** Saved data entries **
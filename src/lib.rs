//! Yard Processor Library
//!
//! A Rust library for turning container-yard position spreadsheets into a
//! canonical set of container records and derived occupancy statistics.
//!
//! This library provides tools for:
//! - Resolving loosely named spreadsheet columns into canonical fields
//! - Decoding yard location codes (`A2-22-05-1` or `A221051`) into block/bay/row/tier
//! - Materializing 20ft and 40ft (two-slot) container records
//! - Aggregating per-block TEU statistics with ISO type filtering
//! - Aggregating per-block, per-vessel occupancy
//! - Free-text container search
//! - Storing and reloading parsed yard snapshots

pub mod config;
pub mod constants;

// Core application modules
pub mod app {
    pub mod models;
    pub mod services {
        pub mod yard_parser;
        pub mod yard_stats;
    }
    pub mod adapters {
        pub mod filesystem;
        pub mod repository;
    }
}

// CLI modules
pub mod cli {
    pub mod args;
    pub mod commands;
    pub mod report;
}

// Re-export commonly used types
pub use app::models::{BlockConfig, BlockGroup, CellValue, Container, ContainerSize, RawRow};
pub use app::services::yard_parser::{ParseResult, ParseStats, YardParser};
pub use app::services::yard_stats::{BlockStats, IsoFilter, VesselStatsData};
pub use config::Config;

/// Result type alias for the yard processor
pub type Result<T> = std::result::Result<T, Error>;

/// Error types for yard processing operations
///
/// Individual rows that cannot be decoded are never reported through this
/// type; they are counted in [`ParseStats`] instead.
#[derive(thiserror::Error, Debug)]
pub enum Error {
    /// I/O operation failed
    #[error("I/O error: {message}")]
    Io {
        message: String,
        #[source]
        source: std::io::Error,
    },

    /// CSV decoding error
    #[error("CSV parsing error in '{source_name}': {message}")]
    CsvParsing {
        source_name: String,
        message: String,
        #[source]
        source: Option<csv::Error>,
    },

    /// Input could not be interpreted as a table of rows
    #[error("Input '{source_name}' is not tabular data: {message}")]
    InvalidTable {
        source_name: String,
        message: String,
    },

    /// JSON encoding or decoding error
    #[error("JSON error: {message}")]
    Json {
        message: String,
        #[source]
        source: serde_json::Error,
    },

    /// Configuration error
    #[error("Configuration error: {message}")]
    Configuration { message: String },

    /// Snapshot store error
    #[error("Repository error: {message}")]
    Repository { message: String },

    /// Report rendering error
    #[error("Report error: {message}")]
    Report { message: String },

    /// Data validation error
    #[error("Data validation error: {message}")]
    DataValidation { message: String },

    /// Processing interrupted
    #[error("Processing interrupted: {reason}")]
    ProcessingInterrupted { reason: String },
}

impl Error {
    /// Create an I/O error with context
    pub fn io(message: impl Into<String>, source: std::io::Error) -> Self {
        Self::Io {
            message: message.into(),
            source,
        }
    }

    /// Create a CSV parsing error with context
    pub fn csv_parsing(
        source_name: impl Into<String>,
        message: impl Into<String>,
        source: Option<csv::Error>,
    ) -> Self {
        Self::CsvParsing {
            source_name: source_name.into(),
            message: message.into(),
            source,
        }
    }

    /// Create a not-tabular error
    pub fn invalid_table(source_name: impl Into<String>, message: impl Into<String>) -> Self {
        Self::InvalidTable {
            source_name: source_name.into(),
            message: message.into(),
        }
    }

    /// Create a JSON error with context
    pub fn json(message: impl Into<String>, source: serde_json::Error) -> Self {
        Self::Json {
            message: message.into(),
            source,
        }
    }

    /// Create a configuration error
    pub fn configuration(message: impl Into<String>) -> Self {
        Self::Configuration {
            message: message.into(),
        }
    }

    /// Create a repository error
    pub fn repository(message: impl Into<String>) -> Self {
        Self::Repository {
            message: message.into(),
        }
    }

    /// Create a report rendering error
    pub fn report(message: impl Into<String>) -> Self {
        Self::Report {
            message: message.into(),
        }
    }

    /// Create a data validation error
    pub fn data_validation(message: impl Into<String>) -> Self {
        Self::DataValidation {
            message: message.into(),
        }
    }

    /// Create a processing interrupted error
    pub fn processing_interrupted(reason: impl Into<String>) -> Self {
        Self::ProcessingInterrupted {
            reason: reason.into(),
        }
    }
}

// Automatic conversions from common error types
impl From<std::io::Error> for Error {
    fn from(error: std::io::Error) -> Self {
        Self::Io {
            message: "I/O operation failed".to_string(),
            source: error,
        }
    }
}

impl From<csv::Error> for Error {
    fn from(error: csv::Error) -> Self {
        Self::CsvParsing {
            source_name: "unknown".to_string(),
            message: "CSV parsing failed".to_string(),
            source: Some(error),
        }
    }
}

impl From<serde_json::Error> for Error {
    fn from(error: serde_json::Error) -> Self {
        Self::Json {
            message: "JSON processing failed".to_string(),
            source: error,
        }
    }
}

impl From<toml::de::Error> for Error {
    fn from(error: toml::de::Error) -> Self {
        Self::Configuration {
            message: format!("Invalid TOML: {}", error),
        }
    }
}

** EXERCISE REQUIREMENTS **
A faithful, word-for-word copy of the data is the expected answer.

** SOLUTION FOR THIS EXERCISE **
filename src/lib.rs
//! Yard Processor Library
//!
//! A Rust library for turning container-yard position spreadsheets into a
//! canonical set of container records and derived occupancy statistics.
//!
//! This library provides tools for:
//! - Resolving loosely named spreadsheet columns into canonical fields
//! - Decoding yard location codes (`A2-22-05-1` or `A221051`) into block/bay/row/tier
//! - Materializing 20ft and 40ft (two-slot) container records
//! - Aggregating per-block TEU statistics with ISO type filtering
//! - Aggregating per-block, per-vessel occupancy
//! - Free-text container search
//! - Storing and reloading parsed yard snapshots

pub mod config;
pub mod constants;

// Core application modules
pub mod app {
    pub mod models;
    pub mod services {
        pub mod yard_parser;
        pub mod yard_stats;
    }
    pub mod adapters {
        pub mod filesystem;
        pub mod repository;
    }
}

// CLI modules
pub mod cli {
    pub mod args;
    pub mod commands;
    pub mod report;
}

// Re-export commonly used types
pub use app::models::{BlockConfig, BlockGroup, CellValue, Container, ContainerSize, RawRow};
pub use app::services::yard_parser::{ParseResult, ParseStats, YardParser};
pub use app::services::yard_stats::{BlockStats, IsoFilter, VesselStatsData};
pub use config::Config;

/// Result type alias for the yard processor
pub type Result<T> = std::result::Result<T, Error>;

/// Error types for yard processing operations
///
/// Individual rows that cannot be decoded are never reported through this
/// type; they are counted in [`ParseStats`] instead.
#[derive(thiserror::Error, Debug)]
pub enum Error {
    /// I/O operation failed
    #[error("I/O error: {message}")]
    Io {
        message: String,
        #[source]
        source: std::io::Error,
    },

    /// CSV decoding error
    #[error("CSV parsing error in '{source_name}': {message}")]
    CsvParsing {
        source_name: String,
        message: String,
        #[source]
        source: Option<csv::Error>,
    },

    /// Input could not be interpreted as a table of rows
    #[error("Input '{source_name}' is not tabular data: {message}")]
    InvalidTable {
        source_name: String,
        message: String,
    },

    /// JSON encoding or decoding error
    #[error("JSON error: {message}")]
    Json {
        message: String,
        #[source]
        source: serde_json::Error,
    },

    /// Configuration error
    #[error("Configuration error: {message}")]
    Configuration { message: String },

    /// Snapshot store error
    #[error("Repository error: {message}")]
    Repository { message: String },

    /// Report rendering error
    #[error("Report error: {message}")]
    Report { message: String },

    /// Data validation error
    #[error("Data validation error: {message}")]
    DataValidation { message: String },

    /// Processing interrupted
    #[error("Processing interrupted: {reason}")]
    ProcessingInterrupted { reason: String },
}

impl Error {
    /// Create an I/O error with context
    pub fn io(message: impl Into<String>, source: std::io::Error) -> Self {
        Self::Io {
            message: message.into(),
            source,
        }
    }

    /// Create a CSV parsing error with context
    pub fn csv_parsing(
        source_name: impl Into<String>,
        message: impl Into<String>,
        source: Option<csv::Error>,
    ) -> Self {
        Self::CsvParsing {
            source_name: source_name.into(),
            message: message.into(),
            source,
        }
    }

    /// Create a not-tabular error
    pub fn invalid_table(source_name: impl Into<String>, message: impl Into<String>) -> Self {
        Self::InvalidTable {
            source_name: source_name.into(),
            message: message.into(),
        }
    }

    /// Create a JSON error with context
    pub fn json(message: impl Into<String>, source: serde_json::Error) -> Self {
        Self::Json {
            message: message.into(),
            source,
        }
    }

    /// Create a configuration error
    pub fn configuration(message: impl Into<String>) -> Self {
        Self::Configuration {
            message: message.into(),
        }
    }

    /// Create a repository error
    pub fn repository(message: impl Into<String>) -> Self {
        Self::Repository {
            message: message.into(),
        }
    }

    /// Create a report rendering error
    pub fn report(message: impl Into<String>) -> Self {
        Self::Report {
            message: message.into(),
        }
    }

    /// Create a data validation error
    pub fn data_validation(message: impl Into<String>) -> Self {
        Self::DataValidation {
            message: message.into(),
        }
    }

    /// Create a processing interrupted error
    pub fn processing_interrupted(reason: impl Into<String>) -> Self {
        Self::ProcessingInterrupted {
            reason: reason.into(),
        }
    }
}

// Automatic conversions from common error types
impl From<std::io::Error> for Error {
    fn from(error: std::io::Error) -> Self {
        Self::Io {
            message: "I/O operation failed".to_string(),
            source: error,
        }
    }
}

impl From<csv::Error> for Error {
    fn from(error: csv::Error) -> Self {
        Self::CsvParsing {
            source_name: "unknown".to_string(),
            message: "CSV parsing failed".to_string(),
            source: Some(error),
        }
    }
}

impl From<serde_json::Error> for Error {
    fn from(error: serde_json::Error) -> Self {
        Self::Json {
            message: "JSON processing failed".to_string(),
            source: error,
        }
    }
}

impl From<toml::de::Error> for Error {
    fn from(error: toml::de::Error) -> Self {
        Self::Configuration {
            message: format!("Invalid TOML: {}", error),
        }
    }
}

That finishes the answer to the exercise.